5 Most Influential Women in Tech

There may not be enough women within the technology industry. But the women who are involved, have risen to prominent positions despite the challenges they have faced. These women have blazed the path for others to follow more easily.

In line with women’s month, we want to honour these women who have provided inspiration. And prove that no matter what you face, if you are hardworking and dedicated, you can achieve anything you put your mind to. Women in the technology field have and still are making a significant impact and bringing about that much-needed change and diversity.

5 Most Influential Women in Tech

Grace Hopper, computer scientist and programmer

“Humans are allergic to change. They love to say, “We’ve always done it this way.” I try to fight that. That’s why I have a clock on my wall that runs counterclockwise.” Grace Hopper

Rear Admiral Grace Hopper was a pioneer within the technology industry with her work leading to the development of COBOL. She was one of the first three modern programmers. And was one of the first computer programmers to work on the Harvard Mark1 (IBM Automatic Sequence Controlled Calculator)

Another claim to fame is that she is said to be responsible for the phrase “It is often easier to ask for forgiveness than to ask for permission.” And perhaps more women need to take that on board.

Radia Perlman, The Mother of the Internet

“The world would be a better place if more engineers, like me, hated technology. The stuff I design, if I’m successful, nobody will ever notice. Things will just work and will be self-managing.” Radia Perlman

Raida Perlman is often referred to as the “Mother of the Internet”. As she is responsible for the algorithm behind the Spanning Tree Protocol (STP). Which was instrumental in making the Internet a possibility. Her research has made an impact on how networks organise themselves and move data.

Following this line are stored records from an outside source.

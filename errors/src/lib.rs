//! # Cluster Configuration Errors
//!
//! Error handling for the configuration ingestion pipeline.
//!
//! - Uses `thiserror` for structured error definitions
//! - Provides `Display` and `Error` trait implementations
//! - Every variant names exactly one failure; the pipeline aborts on the
//!   first error and never returns a partial configuration

use thiserror::Error;

/// Errors surfaced by the configuration pipeline.
///
/// Each variant is the terminal result of one failing pipeline stage.
/// There are no retries: all operations are local and deterministic.
#[derive(Debug, Error)]
pub enum ConfigError {
    #[error("configuration file not found: {path}")]
    FileNotFound { path: String },

    #[error("unsupported configuration format: {extension}")]
    UnsupportedFormat { extension: String },

    #[error("failed to parse YAML configuration: {reason}")]
    YamlParse { reason: String },

    #[error("failed to parse JSON configuration: {reason}")]
    JsonParse { reason: String },

    #[error("unsupported apiVersion: {api_version} (expected: cluster-forge.io/v1, multicloud-k8s.io/v1 or v1)")]
    UnsupportedApiVersion { api_version: String },

    #[error("unsupported kind: {kind} (expected: Cluster)")]
    UnsupportedKind { kind: String },

    #[error("failed to apply override {path}: {reason}")]
    Override { path: String, reason: String },

    #[error("configuration validation failed: {reason}")]
    Validation { reason: String },

    #[error("no configurations to merge")]
    NoConfigurations,

    #[error("no configuration loaded")]
    NoConfigLoaded,

    #[error("IO error: {0}")]
    Io(#[from] std::io::Error),
}

impl ConfigError {
    /// Shorthand for a validation failure naming one violated invariant.
    pub fn validation(reason: impl Into<String>) -> Self {
        Self::Validation {
            reason: reason.into(),
        }
    }
}

#[cfg(test)]
mod tests {
    use super::*;

    #[test]
    fn test_error_messages_name_the_codec() {
        let yaml = ConfigError::YamlParse {
            reason: "bad indent".to_string(),
        };
        assert!(yaml.to_string().contains("YAML"));

        let json = ConfigError::JsonParse {
            reason: "trailing comma".to_string(),
        };
        assert!(json.to_string().contains("JSON"));
    }

    #[test]
    fn test_api_version_error_names_offending_string() {
        let err = ConfigError::UnsupportedApiVersion {
            api_version: "example.io/v2".to_string(),
        };
        assert!(err.to_string().contains("example.io/v2"));
    }

    #[test]
    fn test_validation_shorthand() {
        let err = ConfigError::validation("cluster name is required");
        assert!(err.to_string().contains("cluster name is required"));
    }
}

Providing the basic rules of internet traffic.

She now works as a programmer and engineer for Dell EMC and is a sought-after keynote speaker. Radia was a Fellow at Sun Microsystems and has received Lifetime Achievement awards from USENIX and the Association for Computing Machinery’s Special Interest Group on Data Communication. She has also lectured at the University of Washington, Harvard University, and MIT.

Susan Wojcicki, CEO of YouTube

“Though we do need more women to graduate with technical degrees, I always like to remind women that you don’t need to have science or technology degrees to build a career in tech.” Susan Wojcicki

When it comes to women in tech, Susan Wojcicki is right up there. Because she has made both Forbes’s Self-made Women’s list (2022) and their Power Women’s list (2021). In 1998 Susan rented out her garage to Google co-founders Sergy Brin and Larry Page. And this is where they developed Google’s search engine.

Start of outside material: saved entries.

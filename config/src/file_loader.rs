//! # Configuration File Handling
//!
//! Codec selection by file extension (YAML or JSON), dialect detection by
//! sniffing the `apiVersion`/`kind` header, document parsing, and saving a
//! configuration back to disk.

use crate::dialect::{ClusterManifest, SUPPORTED_API_VERSIONS};
use crate::model::ClusterConfig;
use errors::ConfigError;
use serde::Deserialize;
use std::path::{Path, PathBuf};

/// Serialization codec, chosen by file extension.
#[derive(Debug, Clone, Copy, PartialEq, Eq)]
pub enum Codec {
    Yaml,
    Json,
}

impl Codec {
    /// Picks the codec for `path`; any extension other than
    /// `.yaml`/`.yml`/`.json` is a fatal error.
    pub fn from_path(path: &Path) -> Result<Self, ConfigError> {
        let extension = path
            .extension()
            .and_then(|s| s.to_str())
            .unwrap_or_default()
            .to_lowercase();

        match extension.as_str() {
            "yaml" | "yml" => Ok(Self::Yaml),
            "json" => Ok(Self::Json),
            other => Err(ConfigError::UnsupportedFormat {
                extension: other.to_string(),
            }),
        }
    }
}

/// Minimal header used only to decide between the two dialects.
#[derive(Debug, Default, Deserialize)]
#[serde(rename_all = "camelCase", default)]
struct DialectHeader {
    api_version: String,
    kind: String,
}

/// Parses a (already env-expanded) document into the canonical model.
///
/// A non-empty `apiVersion` selects the typed-resource dialect, which is
/// checked against the apiVersion allow-list and `kind: Cluster`; anything
/// else is treated as the legacy dialect and deserialized directly into
/// [`ClusterConfig`]. Defaults are NOT applied here.
pub fn parse_document(text: &str, codec: Codec) -> Result<ClusterConfig, ConfigError> {
    let header = sniff_header(text, codec);
    if let Some(header) = header {
        if !header.api_version.is_empty() {
            return parse_manifest(text, codec, &header);
        }
    }

    // Legacy dialect: the whole document is the canonical shape.
    match codec {
        Codec::Yaml => serde_yaml::from_str(text).map_err(|e| ConfigError::YamlParse {
            reason: e.to_string(),
        }),
        Codec::Json => serde_json::from_str(text).map_err(|e| ConfigError::JsonParse {
            reason: e.to_string(),
        }),
    }
}

fn sniff_header(text: &str, codec: Codec) -> Option<DialectHeader> {
    // A header that fails to parse falls through to the legacy path, which
    // reports the codec-specific parse error on the full document.
    match codec {
        Codec::Yaml => serde_yaml::from_str(text).ok(),
        Codec::Json => serde_json::from_str(text).ok(),
    }
}

fn parse_manifest(
    text: &str,
    codec: Codec,
    header: &DialectHeader,
) -> Result<ClusterConfig, ConfigError> {
    if !SUPPORTED_API_VERSIONS.contains(&header.api_version.as_str()) {
        return Err(ConfigError::UnsupportedApiVersion {
            api_version: header.api_version.clone(),
        });
    }
    if header.kind != "Cluster" {
        return Err(ConfigError::UnsupportedKind {
            kind: header.kind.clone(),
        });
    }

    let manifest: ClusterManifest = match codec {
        Codec::Yaml => serde_yaml::from_str(text).map_err(|e| ConfigError::YamlParse {
            reason: e.to_string(),
        })?,
        Codec::Json => serde_json::from_str(text).map_err(|e| ConfigError::JsonParse {
            reason: e.to_string(),
        })?,
    };

    Ok(manifest.into())
}

/// Marshals `cfg` to `path`, choosing the codec by extension and creating
/// parent directories as needed.
pub fn save_to_path(cfg: &ClusterConfig, path: &Path) -> Result<(), ConfigError> {
    let path = expand_home(path);
    let codec = Codec::from_path(&path)?;

    let data = match codec {
        Codec::Yaml => serde_yaml::to_string(cfg).map_err(|e| ConfigError::YamlParse {
            reason: e.to_string(),
        })?,
        Codec::Json => {
            serde_json::to_string_pretty(cfg).map_err(|e| ConfigError::JsonParse {
                reason: e.to_string(),
            })?
        }
    };

    if let Some(parent) = path.parent() {
        if !parent.as_os_str().is_empty() {
            std::fs::create_dir_all(parent)?;
        }
    }
    std::fs::write(&path, data)?;

    Ok(())
}

/// Expands a leading `~` to the user home directory.
pub fn expand_home(path: &Path) -> PathBuf {
    if let Ok(stripped) = path.strip_prefix("~") {
        if let Some(home) = dirs::home_dir() {
            return home.join(stripped);
        }
    }
    path.to_path_buf()
}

She was hired as their 16th employee in 1999 and was involved with everything from AdSense and Google Analytics through to Google Books and Images. In 2006 she saw a gap in the market and was the driving force behind the acquisition of YouTube which she has run since 2014.

Reshma Saujani, founder and CEO of Girls Who Code

“I want the next generation of Mark Zuckerbergs and Jack Dorseys to be women.” Reshma Saujani

Reshma Saujani’s focus has been around building movements to fight for the economic empowerment of women and girls. One of her goals has been to increase the number of women in computer science and close the gender gap within the technology field. She believes that if you teach one girl to code, she will teach four and as a result, she formed the non-profit organisation Girls Who Code

She has authored many books. Especially known for her New York Times bestseller Girls Who Code: Learn to Code and Change the world. As well as her TED talk “Teach women bravery, not perfection.”

Kate Crawford, co-founder of the AI Now Institute

“Sexism, racism, and other forms of discrimination are being built into the machine-learning algorithms that underlie the technology behind many ‘intelligent’ systems that shape how we are categorised and advertised to.” Kate Crawford

Kate Crawford has spent the majority of her career trying to understand the benefits and the dangers of AI and machine learning. Her book, Atlas of AI: Power, Politics, and the Planetary Costs of Artificial Intelligence has provided a different perspective on AI leading which has led to increased debate. She is a thought leader on the social and political implications of AI. This means she has spent most of her career focusing on understanding large-scale data systems, machine learning, and AI within a wider context.


We think Melinda Gates says it best – “When we invest in women and girls, we are investing in the people who invest in everyone else.”